Les données de santé : une révolution pour la recherche et le soin

Jean-Baptiste Beuscart

Jean-Baptiste Beuscart, Professeur de gériatrie et directeur de l’ULR 2694 METRICS, nous présente l’état d’avancement des travaux dans le domaine des données de santé, en particulier dans le WP6 de PreciDIAB dont il est également le leader. Ce WP6 a pour objectif d’améliorer significativement la prise en charge médicamenteuse chez les diabétiques en prévenant la iatrogénie médicamenteuse (effets indésirables provoqués par les médicaments) grâce aux outils numériques et à l’utilisation des données produites en soins courants.

Le système de collecte, stockage et exploitation des données des patients

L’informatisation des données de santé s’est rapidement développée dans les milieux d’exercice de soins grâce à une impulsion politique forte. Des entrepôts de données de santé (EDS) ont été constitués en France, notamment au CHU Lille qui dispose d’un EDS possédant toutes les autorisations et moyens requis afin de collecter les données du soin courant pour plus de 230 000 séjours par an et plus  d’1,6 million de patients suivis depuis le 1er janvier 2008. Les développements des capacités de calcul et de traitement de hauts volumes de données, incluant l’intelligence artificielle (IA), ont révélé le potentiel immense de réutilisation de ces données en termes de recherche ou d’analyse des pratiques professionnelles, par exemple dans le diabète.

Réutilisation des données des patients diabétiques pour identifier les potentiels d’inclusion des essais cliniques….

Ainsi, un des objectifs du WP6 de PreciDIAB est d’utiliser les données riches mais hétérogènes de l’EDS pour identifier les patients diabétiques qui auraient été éligibles pour participer à un essai thérapeutique. Des outils basés sur une IA de premier niveau (alignement terminologique, annotation automatisée, etc.) et de deuxième niveau (classification supervisée et non-supervisée) seront mobilisés à cette fin. L’analyse des données concernant les patients diabétiques hospitalisés au CHU de Lille nous permettra de réaliser des classifications de patients diabétiques en lien avec certaines questions cliniques et de déterminer les capacités de recrutement de patients diabétiques au CHU de Lille. Nous pourrons également déterminer le nombre et les lieux d’hospitalisation des patients potentiellement éligibles, en vue d’améliorer les inclusions dans des essais cliniques. Ces fonctionnalités essentielles sont un véritable atout pour répondre aux attentes des recherches institutionnelles et industrielles.

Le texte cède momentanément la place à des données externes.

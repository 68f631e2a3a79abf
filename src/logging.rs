//! Structured logging setup.
//!
//! Everything in the crate logs through `tracing`. Binaries install a
//! subscriber once at startup with [`init_logging_with_config`], usually from
//! [`LogConfig::from_env`]:
//!
//! | Variable | Values | Default |
//! |----------|--------|---------|
//! | `BRRTKIT_LOG_LEVEL` | trace/debug/info/warn/error | `info` |
//! | `BRRTKIT_LOG_FORMAT` | json/pretty | `json` |
//! | `BRRTKIT_LOG_TARGET_FILTER` | comma-separated directives | none |
//! | `BRRTKIT_LOG_INCLUDE_LOCATION` | true/false | `false` |
//!
//! `RUST_LOG`, when set, takes precedence over `BRRTKIT_LOG_LEVEL`.

use anyhow::{Context, Result};
use std::env;
use tracing::Level;
use tracing_subscriber::layer::SubscriberExt;
use tracing_subscriber::util::SubscriberInitExt;
use tracing_subscriber::{EnvFilter, Layer};

/// Log format: JSON for production, pretty-print for development.
#[derive(Debug, Clone, Copy, PartialEq, Eq)]
pub enum LogFormat {
    Json,
    Pretty,
}

impl LogFormat {
    pub fn parse(s: &str) -> Self {
        match s.to_lowercase().as_str() {
            "pretty" => LogFormat::Pretty,
            _ => LogFormat::Json,
        }
    }
}

#[derive(Debug, Clone, PartialEq, Eq)]
pub struct LogConfig {
    pub log_level: String,
    pub format: LogFormat,
    /// Extra filter directives, e.g. `brrtkit::binder=debug`.
    pub target_filter: Option<String>,
    /// Include file:line in events.
    pub include_location: bool,
}

impl Default for LogConfig {
    fn default() -> Self {
        Self {
            log_level: "info".to_string(),
            format: LogFormat::Json,
            target_filter: None,
            include_location: false,
        }
    }
}

impl LogConfig {
    /// Read the `BRRTKIT_LOG_*` variables, falling back to the defaults.
    pub fn from_env() -> Self {
        Self::from_lookup(|key| env::var(key).ok())
    }

    fn from_lookup(lookup: impl Fn(&str) -> Option<String>) -> Self {
        let defaults = Self::default();
        Self {
            log_level: lookup("BRRTKIT_LOG_LEVEL").unwrap_or(defaults.log_level),
            format: lookup("BRRTKIT_LOG_FORMAT")
                .map(|f| LogFormat::parse(&f))
                .unwrap_or(defaults.format),
            target_filter: lookup("BRRTKIT_LOG_TARGET_FILTER").filter(|f| !f.trim().is_empty()),
            include_location: lookup("BRRTKIT_LOG_INCLUDE_LOCATION")
                .and_then(|s| s.parse().ok())
                .unwrap_or(defaults.include_location),
        }
    }

    /// Debug level, pretty output, with locations.
    pub fn default_dev() -> Self {
        Self {
            log_level: "debug".to_string(),
            format: LogFormat::Pretty,
            target_filter: None,
            include_location: true,
        }
    }

    fn level(&self) -> Level {
        match self.log_level.to_lowercase().as_str() {
            "trace" => Level::TRACE,
            "debug" => Level::DEBUG,
            "warn" => Level::WARN,
            "error" => Level::ERROR,
            _ => Level::INFO,
        }
    }

    fn env_filter(&self) -> EnvFilter {
        let mut env_filter = EnvFilter::try_from_default_env()
            .unwrap_or_else(|_| EnvFilter::new(self.level().as_str()));

        // Client disconnects are reported by may_minihttp at info/debug.
        if let Ok(directive) = "may_minihttp::http_server=warn".parse() {
            env_filter = env_filter.add_directive(directive);
        }
        if let Some(target_filter) = &self.target_filter {
            for filter in target_filter.split(',').map(str::trim).filter(|f| !f.is_empty()) {
                match filter.parse() {
                    Ok(directive) => env_filter = env_filter.add_directive(directive),
                    Err(_) => eprintln!("Warning: Invalid log filter directive: {filter}"),
                }
            }
        }
        env_filter
    }
}

/// Install the global subscriber.
///
/// # Errors
///
/// Fails when a global subscriber is already installed.
///
/// # Example
///
/// ```no_run
/// use brrtkit::logging::{init_logging_with_config, LogConfig};
///
/// init_logging_with_config(&LogConfig::from_env()).expect("logging");
/// ```
pub fn init_logging_with_config(config: &LogConfig) -> Result<()> {
    let fmt_layer = match config.format {
        LogFormat::Json => tracing_subscriber::fmt::layer()
            .json()
            .with_current_span(true)
            .with_span_list(true)
            .with_target(true)
            .with_thread_ids(true)
            .with_file(config.include_location)
            .with_line_number(config.include_location)
            .boxed(),
        LogFormat::Pretty => tracing_subscriber::fmt::layer()
            .pretty()
            .with_target(true)
            .with_file(config.include_location)
            .with_line_number(config.include_location)
            .boxed(),
    };

    tracing_subscriber::registry()
        .with(config.env_filter())
        .with(fmt_layer)
        .try_init()
        .context("Failed to initialize logging")?;

    tracing::info!(
        log_level = %config.log_level,
        format = ?config.format,
        "Logging initialized"
    );
    Ok(())
}
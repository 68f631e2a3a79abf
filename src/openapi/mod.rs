//! # OpenAPI Module
//!
//! Generates the OpenAPI 3.1 document from registered endpoints and serves
//! Swagger UI for it.
//!
//! - [`SwaggerGenerator`] walks an [`EndpointRegistry`](crate::routing::EndpointRegistry)
//!   and builds the document from scratch on every call. Parameter schemas,
//!   request bodies (JSON, multipart and URL-encoded forms), security
//!   requirements and shared model/enum definitions all come from the
//!   endpoint declarations.
//! - [`SwaggerUi`] renders the UI shell and serves an optional local copy of
//!   the Swagger UI bundle.

mod generator;
mod swagger_ui;

pub use generator::{SwaggerGenerator, DEFAULT_JSON_URL, OPENAPI_VERSION};
pub use swagger_ui::{SwaggerUi, DEFAULT_DOCS_URL};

…une réelle avancée pour les inclusions dans les essais cliniques

D’ores et déjà, l’équipe du WP6, avec le soutien du projet INclude du CHU de Lille, a obtenu les accords réglementaires et un avis favorable du comité scientifique et éthique ainsi que de la Commission médicale d’établissement du CHU de Lille pour analyser rétrospectivement les séjours hospitaliers depuis 2008 chez les personnes diabétiques de 55 ans et plus. L’objectif autorisé par le comité scientifique et éthique est le suivant : créer et tester des algorithmes de détection automatisée (selon une stratégie supervisée ou non supervisée) de situations à risque iatrogène chez les sujets diabétiques, âgés de 55 ans et plus, hospitalisés au CHU de Lille. Les premiers résultats nous ont permis d’établir une cartographie des séjours et des patients du CHU de Lille afin de mieux connaitre la part des diabétiques dans l’ensemble des personnes admises. Ainsi, sur les 464 883 séjours de deux jours ou plus correspondant à 204 108 patients, 76 900 (17% de l’ensemble des séjours) comprennent des personnes diabétiques, soit 38 392 patients (19% de l’ensemble des patients). La grande majorité des personnes diabétiques hospitalisées sont diabétiques de type II (84%) et l’âge moyen est de 70,2 ans. D’autre part, 42% des séjours pour des personnes diabétiques ont bénéficié d’une mesure de l’hémoglobine glyquée* et 95% d’une mesure de la créatinine sanguine*. Ces premiers éléments suggèrent un haut potentiel d’exploitation des données hospitalières chez les diabétiques. Les prochaines étapes de notre projet de grande ampleur consisteront à développer des algorithmes construits à partir de l’expérience d’experts ou par machine learning, et validés dans la perspective d’identifier des patients cibles. Enfin, un outil d’aide pour évaluer le potentiel d’inclusion dans les essais cliniques (nombre de patients éligibles par mois, localisation, circuit, etc.) sera développé en vue de le mettre à disposition des professionnels de santé d’ici 2024.

La réutilisation des données produites en ambulatoire…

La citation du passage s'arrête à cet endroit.